Ordered that the judgment is affirmed and the matter is remitted to the Supreme Court, Queens County, for further proceedings pursuant to CPL 460.50 (5).
The defendant’s claim that he was denied the right to a public trial by the court’s request that a 12-year-old boy be removed from the courtroom is unpreserved for appellate review (cf. People v Garcia, 95 NY2d 946, 947 [2000]; People v Nieves, 90 NY2d 426 [1997]).
The trial court’s restriction on certain areas of cross-examination which had the potential of misleading the jury or addressing collateral matters was a proper exercise of its discretion (see People v Davis, 258 AD2d 528 [1999]; People v Thorpe, 236 AD2d 641 [1997]; People v Heung K. Sul, 234 AD2d 563 [1996]; People v Delgado, 186 AD2d 579 [1992]). There is no merit to the defendant’s claim that the trial court overstepped the boundaries of the proper exercise of its discretion, or in any way deprived him of a fair trial (cf. People v Retamozzo, 25 AD3d 73 [2005]).

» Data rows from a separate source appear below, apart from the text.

// Copyright © 2024 Sven Moog
//
// This file is part of fe-rs.
//
// fe-rs is free software: you can redistribute it and/or modify it under
// the terms of the Mozilla Public License Version 2.0 as published by the
// Mozilla Foundation. See <https://mozilla.org/en-US/MPL/2.0/>.

//! This module contains the symmetric layer of the hybrid encryption:
//! AES-256 in CBC mode with PKCS#7 padding under a fresh initialization
//! vector per encryption.

use crate::error::CryptoError;
use aes::Aes256;
use cbc::cipher::{block_padding::Pkcs7, BlockDecryptMut, BlockEncryptMut, KeyIvInit};
use rand::{CryptoRng, RngCore};

type Aes256CbcEnc = cbc::Encryptor<Aes256>;
type Aes256CbcDec = cbc::Decryptor<Aes256>;

/// The AES block size in bytes; also the length of the initialization vector.
pub const BLOCK_SIZE: usize = 16;

/// Encrypts a message under a 32-byte key with AES-256-CBC and PKCS#7
/// padding. The initialization vector is sampled uniformly at random for
/// every call.
///
/// Parameters:
/// - `key`: specifies the 32-byte symmetric key
/// - `msg`: specifies the message bytes; the padding extends them to a
///   multiple of [`BLOCK_SIZE`]
/// - `rng`: specifies the cryptographic randomness source for the
///   initialization vector
///
/// Returns the ciphertext and the initialization vector.
///
/// # Examples
/// ```
/// use fe_rs::primitive::symmetric::{decrypt_symmetric, encrypt_symmetric};
///
/// let key = [7u8; 32];
/// let (cipher, iv) = encrypt_symmetric(&key, b"hidden", &mut rand::thread_rng());
///
/// assert_eq!(b"hidden".to_vec(), decrypt_symmetric(&key, &cipher, &iv).unwrap());
/// ```
pub fn encrypt_symmetric<R: RngCore + CryptoRng>(
    key: &[u8; 32],
    msg: &[u8],
    rng: &mut R,
) -> (Vec<u8>, [u8; BLOCK_SIZE]) {
    let mut iv = [0u8; BLOCK_SIZE];
    rng.fill_bytes(&mut iv);

    let cipher = Aes256CbcEnc::new(key.into(), &iv.into()).encrypt_padded_vec_mut::<Pkcs7>(msg);

    (cipher, iv)
}

/// Decrypts an AES-256-CBC ciphertext and strips the PKCS#7 padding.
/// The padding is validated; in particular a final byte exceeding
/// [`BLOCK_SIZE`] or the ciphertext length is rejected.
///
/// Parameters:
/// - `key`: specifies the 32-byte symmetric key
/// - `cipher`: specifies the ciphertext, a positive multiple of
///   [`BLOCK_SIZE`] bytes
/// - `iv`: specifies the initialization vector used during encryption
///
/// Returns the message bytes or a [`CryptoError`] of type
/// [`MalformedCipher`](CryptoError::MalformedCipher) if the ciphertext
/// length or the padding is invalid.
///
/// # Examples
/// ```
/// use fe_rs::primitive::symmetric::{decrypt_symmetric, encrypt_symmetric};
///
/// let key = [7u8; 32];
/// let (cipher, iv) = encrypt_symmetric(&key, b"hidden", &mut rand::thread_rng());
///
/// let msg = decrypt_symmetric(&key, &cipher, &iv).unwrap();
/// assert_eq!(b"hidden".to_vec(), msg);
/// ```
pub fn decrypt_symmetric(
    key: &[u8; 32],
    cipher: &[u8],
    iv: &[u8; BLOCK_SIZE],
) -> Result<Vec<u8>, CryptoError> {
    if cipher.is_empty() || cipher.len() % BLOCK_SIZE != 0 {
        return Err(CryptoError::MalformedCipher(format!(
            "The symmetric layer holds {} bytes, which is not a positive multiple of the block size.",
            cipher.len()
        )));
    }

    Aes256CbcDec::new(key.into(), iv.into())
        .decrypt_padded_vec_mut::<Pkcs7>(cipher)
        .map_err(|_| {
            CryptoError::MalformedCipher(String::from(
                "The padding of the symmetric layer is invalid.",
            ))
        })
}
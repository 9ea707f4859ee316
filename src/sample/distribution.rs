// Copyright © 2024 Marvin Beckmann
//
// This file is part of fe-rs.
//
// fe-rs is free software: you can redistribute it and/or modify it under
// the terms of the Mozilla Public License Version 2.0 as published by the
// Mozilla Foundation. See <https://mozilla.org/en-US/MPL/2.0/>.

//! This module contains distributions from which instances can be sampled.

pub mod discrete_gauss;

The defendant’s contention regarding the prosecution’s failure to give notice of a witness’s intent to testify regarding a pretrial identification procedure pursuant to CPL 710.30 is without merit in light of the particular witness’s inability to identify anyone during that procedure (see People v Gee, 99 NY2d 158, 161-162 [2002]; see People v Gissendanner, 48 NY2d 543, 552 [1979]; People v Pennington, 27 AD3d 269 [2006]).
The defendant’s remaining contentions are without merit. Schmidt, J.P, Adams, Dillon and Covello, JJ., concur.